The event was reported in the Suffolk Times by Julie Lane.
50 march for peace
Honor the fallen memorial comes to Silversmith's Corner
By Julie Lane
Rainy skies gave way to sunshine Saturday afternoon, beckoning some 50 demonstrators to Silversmith's Corner in Southold to support North Fork People of Conscience in honoring troops who have given their lives in Iraq. On the fifth anniversary of that conflict, they stood shoulder to shoulder, bearing the images and brief biographies of the dead -- many with faces as young as those of local high school students.
When a couple of youths walked by and were invited to join the demonstration, they said they didn't have the time.
"You're going to be spending a lot of time in Iraq soon," a female demonstrator told them. An occasional passing car sounded its horn in support of those who stood in the chilly air. But most motorists went about their business, seemingly oblivious to the messages the demonstrators hoped to send.
"Somebody's got to hold these pictures up to honor their lives," Jean Lawless of Shelter Island said about the images of fallen soldiers.
"Southold will go with McCain," one man predicted.
Others had mixed opinions as to whether the November election will bring change to the country's war effort.
"Even Obama admits you can't get out overnight," said retired Southold school teacher David Hewitt. "It'll be at least another four years and another 4,000 lives. We're exporting democracy. We're losing it and they're not getting it," he said about the Iraqis.
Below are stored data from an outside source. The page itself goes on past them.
//! Orchestrator - the plan lifecycle and the main control loop.
//!
//! # Key Concepts
//! - Plan states: `active` moves to `completed`, `failed` or `cancelled`
//!   exactly once
//! - The loop reloads the plan from the store at the top of every iteration
//!   and holds no state of its own, so a restarted process can pick any plan
//!   up again
//! - One task in flight per plan; the global budget is checked before and
//!   after every task, the duration ceiling against the current run's clock
//! - Fatal conditions always leave the plan terminal with a readable message

mod recovery;
mod summarizer;

use std::sync::Arc;

use chrono::Utc;
use tokio::time::Instant;
use uuid::Uuid;

use crate::budget::{BudgetCheck, BudgetTracker};
use crate::checker::Checker;
use crate::config::OrchestratorConfig;
use crate::context::ExecutionContext;
use crate::error::{OrchestratorError, OrchestratorResult};
use crate::events::{EventSink, PlanEvent};
use crate::executor::Executor;
use crate::llm::{Generator, ModelRole};
use crate::plan::{
    detect_stuck_plan, select_next_task, PlanOutcome, PlanStatus, TaskPlan, TaskStatus,
};
use crate::planner::{PlanRequest, Planner};
use crate::store::{PlanStore, StoreError};
use crate::tools::ToolRegistry;

pub use recovery::{recover_stalled_tasks, RecoveryReport};
pub use summarizer::{PlanSummary, Summarizer};

pub struct Orchestrator {
    config: OrchestratorConfig,
    store: Arc<dyn PlanStore>,
    planner: Planner,
    executor: Executor,
    summarizer: Summarizer,
    budget: BudgetTracker,
    events: Arc<dyn EventSink>,
}

impl Orchestrator {
    pub fn new(
        config: OrchestratorConfig,
        store: Arc<dyn PlanStore>,
        generator: Arc<dyn Generator>,
        tools: Arc<ToolRegistry>,
        events: Arc<dyn EventSink>,
    ) -> Self {
        let checker = Checker::new(generator.clone(), config.approval_threshold);
        Self {
            planner: Planner::new(generator.clone()),
            executor: Executor::new(
                store.clone(),
                generator.clone(),
                tools,
                checker,
                events.clone(),
            ),
            summarizer: Summarizer::new(generator),
            budget: BudgetTracker::new(config.budget, store.clone()),
            config,
            store,
            events,
        }
    }

    pub fn store(&self) -> &Arc<dyn PlanStore> {
        &self.store
    }

    pub fn budget(&self) -> &BudgetTracker {
        &self.budget
    }

    /// Plan `request` and persist the result. Nothing is written unless the
    /// planner output parsed and the graph validated.
    pub async fn create_plan(
        &self,
        ctx: &ExecutionContext,
        request: &PlanRequest,
    ) -> OrchestratorResult<TaskPlan> {
        let check = self.budget.check_budget(None, None).await?;
        if check.exceeded {
            let error = budget_error(&check);
            self.events.emit(PlanEvent::Error {
                plan_id: None,
                message: error.to_string(),
            });
            return Err(error);
        }

        let planned = match self
            .planner
            .plan(request, self.config.models.for_role(ModelRole::Planner))
            .await
        {
            Ok(planned) => planned,
            Err(e) => {
                tracing::error!("Plan creation failed: {}", e);
                self.events.emit(PlanEvent::Error {
                    plan_id: None,
                    message: e.to_string(),
                });
                return Err(e);
            }
        };

        let mut plan = TaskPlan::new(
            ctx.thread_id.clone(),
            ctx.user_id.clone(),
            planned.title,
            planned.tasks,
            self.config.budget,
            self.config.models.clone(),
        );
        plan.budget_used = planned.usage;
        self.store.create_plan(&plan).await?;

        tracing::info!(
            "Created plan {} '{}' with {} tasks",
            plan.id,
            plan.title,
            plan.tasks.len()
        );
        self.events.emit(PlanEvent::PlanCreated {
            plan_id: plan.id,
            title: plan.title.clone(),
            task_count: plan.tasks.len(),
        });
        Ok(plan)
    }

    /// Plan and run `request` in one go.
    pub async fn run_request(
        &self,
        ctx: &ExecutionContext,
        request: &PlanRequest,
    ) -> OrchestratorResult<TaskPlan> {
        let plan = self.create_plan(ctx, request).await?;
        self.run_plan(ctx, plan.id).await
    }

    /// Drive `plan_id` until it is terminal. Returns the final snapshot for
    /// completed and cancelled plans. Any fatal error marks the plan failed
    /// before it is returned. The duration ceiling is measured from this call.
    pub async fn run_plan(
        &self,
        ctx: &ExecutionContext,
        plan_id: Uuid,
    ) -> OrchestratorResult<TaskPlan> {
        let started_at = Instant::now();
        match self.drive(ctx, plan_id, started_at).await {
            Ok(plan) => Ok(plan),
            Err(e @ OrchestratorError::PlanNotFound(_)) => Err(e),
            Err(e) => Err(self.abort(plan_id, e).await),
        }
    }

    async fn drive(
        &self,
        ctx: &ExecutionContext,
        plan_id: Uuid,
        started_at: Instant,
    ) -> OrchestratorResult<TaskPlan> {
        for iteration in 0..self.config.max_iterations {
            let plan = self.load(plan_id).await?;
            if plan.status.is_terminal() {
                tracing::info!("Plan {} is {}, stopping", plan_id, plan.status);
                return Ok(plan);
            }

            let check = self.budget.check_budget(None, Some(started_at)).await?;
            self.emit_warnings(plan_id, &check);
            if check.exceeded {
                return Err(self.budget_exceeded(plan_id, &check));
            }

            let Some(task) = select_next_task(&plan.tasks).cloned() else {
                if plan.all_tasks_terminal() {
                    return self.complete(plan).await;
                }
                let report = detect_stuck_plan(&plan.tasks);
                let error = if report.is_stuck {
                    OrchestratorError::StuckPlan {
                        reason: report.reason.unwrap_or_default(),
                        stuck_task_ids: report.stuck_task_ids,
                        suggestions: report.suggestions,
                    }
                } else {
                    OrchestratorError::Execution(
                        "No task is ready but the plan is neither finished nor stuck".to_string(),
                    )
                };
                return Err(error);
            };

            tracing::debug!(
                "Plan {} iteration {}: running task {}",
                plan_id,
                iteration,
                task.id
            );
            let result = self.executor.execute_task(ctx, &plan, &task).await?;

            if !result.usage.is_zero() {
                self.store
                    .increment_budget_usage(plan_id, &result.usage)
                    .await?;
            }

            let check = self.budget.check_budget(None, Some(started_at)).await?;
            self.emit_warnings(plan_id, &check);
            if check.exceeded {
                return Err(self.budget_exceeded(plan_id, &check));
            }

            match result.status {
                Some(TaskStatus::Done) => {}
                Some(TaskStatus::Skipped) | Some(TaskStatus::NeedsReview) => {
                    tracing::info!(
                        "Task {} ended {}, continuing plan {}",
                        task.id,
                        result.status.map(|s| s.as_str()).unwrap_or_default(),
                        plan_id
                    );
                }
                _ if result.success && result.skip_reason.is_some() => {
                    tracing::info!(
                        "Task {}: {}",
                        task.id,
                        result.skip_reason.as_deref().unwrap_or_default()
                    );
                }
                _ => {
                    let message = result
                        .error
                        .unwrap_or_else(|| format!("Task {} ended in an unexpected state", task.id));
                    return Err(OrchestratorError::Execution(message));
                }
            }
        }

        Err(OrchestratorError::IterationLimit(self.config.max_iterations))
    }

    /// Cancel an active plan. A task already executing finishes, nothing new
    /// is started. Returns `false` if the plan was already terminal.
    pub async fn cancel_plan(&self, plan_id: Uuid, reason: &str) -> OrchestratorResult<bool> {
        let cancelled = self
            .store
            .finish_plan(
                plan_id,
                PlanOutcome::Cancelled {
                    reason: reason.to_string(),
                },
            )
            .await
            .map_err(not_found)?;
        if cancelled {
            tracing::info!("Plan {} cancelled: {}", plan_id, reason);
            self.events.emit(PlanEvent::PlanCompleted {
                plan_id,
                status: PlanStatus::Cancelled,
                summary: None,
            });
        }
        Ok(cancelled)
    }

    /// Startup sweep: skip tasks left `running` longer than the grace period.
    pub async fn recover_stalled_tasks(&self) -> OrchestratorResult<RecoveryReport> {
        Ok(recover_stalled_tasks(
            self.store.as_ref(),
            self.config.recovery_grace(),
            Utc::now(),
        )
        .await?)
    }

    /// Hard-delete terminal plans that finished more than `retention` ago.
    pub async fn purge_finished_plans(
        &self,
        retention: chrono::Duration,
    ) -> OrchestratorResult<usize> {
        let deleted = self
            .store
            .delete_finished_before(Utc::now() - retention)
            .await?;
        if deleted > 0 {
            tracing::info!("Purged {} finished plan(s)", deleted);
        }
        Ok(deleted)
    }

    async fn load(&self, plan_id: Uuid) -> OrchestratorResult<TaskPlan> {
        self.store
            .get_plan(plan_id)
            .await?
            .ok_or(OrchestratorError::PlanNotFound(plan_id))
    }

    async fn complete(&self, plan: TaskPlan) -> OrchestratorResult<TaskPlan> {
        let summary = self.summarizer.summarize(&plan).await?;
        self.store
            .increment_budget_usage(plan.id, &summary.usage)
            .await?;

        let finished = self
            .store
            .finish_plan(
                plan.id,
                PlanOutcome::Completed {
                    summary: summary.text.clone(),
                },
            )
            .await?;
        let plan = self.load(plan.id).await?;
        if finished {
            let stats = plan.stats();
            tracing::info!(
                "Plan {} completed: {} done, {} need review, {} skipped",
                plan.id,
                stats.done,
                stats.needs_review,
                stats.skipped
            );
            self.events.emit(PlanEvent::PlanCompleted {
                plan_id: plan.id,
                status: PlanStatus::Completed,
                summary: Some(summary.text),
            });
        }
        Ok(plan)
    }

    fn emit_warnings(&self, plan_id: Uuid, check: &BudgetCheck) {
        for warning in &check.warnings {
            self.events.emit(PlanEvent::BudgetWarning {
                plan_id,
                budget_type: warning.budget_type,
                level: warning.level,
                ratio: warning.ratio,
            });
        }
    }

    fn budget_exceeded(&self, plan_id: Uuid, check: &BudgetCheck) -> OrchestratorError {
        let error = budget_error(check);
        if let OrchestratorError::BudgetExceeded {
            budget_type,
            message,
        } = &error
        {
            self.events.emit(PlanEvent::BudgetExceeded {
                plan_id,
                budget_type: *budget_type,
                message: message.clone(),
            });
        }
        error
    }

    /// Mark the plan failed with `error` and hand the error back.
    async fn abort(&self, plan_id: Uuid, error: OrchestratorError) -> OrchestratorError {
        tracing::error!("Plan {} failed: {}", plan_id, error);
        match self
            .store
            .finish_plan(
                plan_id,
                PlanOutcome::Failed {
                    reason: error.to_string(),
                },
            )
            .await
        {
            Ok(true) => {
                self.events.emit(PlanEvent::Error {
                    plan_id: Some(plan_id),
                    message: error.to_string(),
                });
                self.events.emit(PlanEvent::PlanCompleted {
                    plan_id,
                    status: PlanStatus::Failed,
                    summary: None,
                });
            }
            Ok(false) => {}
            Err(e) => tracing::error!("Could not mark plan {} failed: {}", plan_id, e),
        }
        error
    }
}

fn budget_error(check: &BudgetCheck) -> OrchestratorError {
    match check.budget_type {
        Some(budget_type) => OrchestratorError::BudgetExceeded {
            budget_type,
            message: check
                .message
                .clone()
                .unwrap_or_else(|| format!("{} budget exceeded", budget_type)),
        },
        None => OrchestratorError::Execution("Budget check failed".to_string()),
    }
}

fn not_found(e: StoreError) -> OrchestratorError {
    match e {
        StoreError::PlanNotFound(id) => OrchestratorError::PlanNotFound(id),
        other => OrchestratorError::Store(other),
    }
}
Mr. Hewitt's wife, Mary, described herself as more optimistic, but said she's still not sure Americans will elect a woman or an African-American.
"I can't live my life believing that we can't make a change," said Jim Schwartz of Southampton. He's a World War II and Korean War veteran and a member of the anti-war East End Veterans.
"Ignorance is not bliss," Mr. Schwartz said. He remembers helping to liberate the Bergen-Belsen concentration camp early in his military career and believes it's only those willing to "take the road less traveled" who can make a difference in the world.
"We always have to have hope," Christine Baker of Mattituck said.
"We could have a third Bush term with McCain," said Bob Hovey of Southold.
"This is no democracy," opined Bill Douglas of Peconic. While ice cream just purchased at IGA was melting in his car, he felt compelled to spend some time at the rally."We talk about democracy; we better clean up our own democracy," he said.
"This was an important use of my time," Lucy Cutler of Mattituck said about joining the demonstration. She believes either Democratic candidate -- Sen. Obama or Sen. Hillary Clinton -- would end the war."It's a drain of life, a drain of energy," she said.
"So my grandchildren won't be going over to Iraq," said Barbara Kujawski of Mattituck, explaining her reason for demonstrating against the war. "War solves nothing," said Ms. Kujawski, who was born on Pearl Harbor Day.
Two German students visiting NFPOC leader Pat Hovey and her husband, Bob, got off a plane the night before to be told their first full day here would be spent at the demonstration. Alison Wade and Felix Lauber, who are college students in Munich, said they hope a change of administrations in Washington will bring an end to the Iraqi war.
"But I hoped [that] when the last election was," said Mr. Lauber, a touch of sadness in his voice.